The agency's latest‘Detect, SHARE, Protect' report says: “As the nature of cyber attacks is often global, it is crucial that responses to these incidents are co-ordinated not only within national boundaries, but also at a cross-border level. In order for this to happen, secure and effective information exchange and the sharing of information on such incidents must take place.”
To achieve this, report editor Romain Bourgue said ENISA is now focusing on identifying and promoting standards to share attack information and a common taxonomy to describe security events. “It's very difficult to exchange information if you don't speak the same language,” he said.
Asked about the problem of ‘lack of interest” in sharing attack data, Bourgue told SCMagazineUK.com this often stems from individual teams sharing data with others, but getting no feedback or reciprocal help.
He explained: “You have a team that identify an issue that involves another team's constituency. They decide to share this information - which takes some time because you have to explain everything - and they don't get any feedback from the other team. If they do it once, twice, then the third time they will just not share this information because they don't get any feedback from them or it's only one-way.”
Bourgue said, however, that there is good threat information-sharing among some groups of CERTs, and ENISA is now focused on scaling that up. “We have very good collaboration amongst small groups of teams - because trust doesn't scale,” he told us. “We would like to help to bridge those small sharing communities and bridge information between them. One way to do it is to promote some tools that are emerging now that focus on sharing information.”
These tools include MISP (Malware Information Sharing Platform) originally developed in Belgium and the US-sourced CIF (Collective Intelligence Framework) cyber threat intelligence management system, which enable people to share information on compromises.
ENISA is also pointing CERTs to a number of other evolving standards, including OpenIOC, two IETF standards - IODEF and RID – and the CyboX, STIX and TAXII standards from the US. It is also encouraging CERTs to adopt common data feeds for finding out about attacks and tools to manage them – like ‘Abuse Helper'.

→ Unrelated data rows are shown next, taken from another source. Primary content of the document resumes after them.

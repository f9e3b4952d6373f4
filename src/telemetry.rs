//! Tracing setup for binaries embedding the signing core.

use tracing_subscriber::{EnvFilter, layer::SubscriberExt, util::SubscriberInitExt};

use crate::config::LogFormat;

const DEFAULT_FILTER: &str = "keysign_core=info,mediator=info,actix_web=info";

/// Initialize tracing with console output.
///
/// `RUST_LOG` overrides the default filter.
pub fn init_tracing(format: LogFormat) {
    let env_filter = EnvFilter::try_from_default_env().unwrap_or_else(|_| DEFAULT_FILTER.into());
    let registry = tracing_subscriber::registry().with(env_filter);

    match format {
        LogFormat::Json => registry
            .with(tracing_subscriber::fmt::layer().json())
            .init(),
        LogFormat::Text => registry.with(tracing_subscriber::fmt::layer()).init(),
    }
}

/// No-op; kept so binaries have a single shutdown hook.
pub fn shutdown_tracing() {}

The report confirms: “The ever-increasing complexity of cyber attacks requires more effective information sharing among CERTs. Local detection, accompanied by trusted forms of information exchange, leads to global prevention of cyber attacks.”
ENISA works with around 195 CERTs, of which 21 are based in the UK. These include teams from government and the MoD, as well as the ‘critical national infrastructure' such as the utilities, banks and other industry sectors.
The agency's stated aim is to develop a culture of network and information security for the benefit of citizens, consumers, business and public sector organisations in the European Union.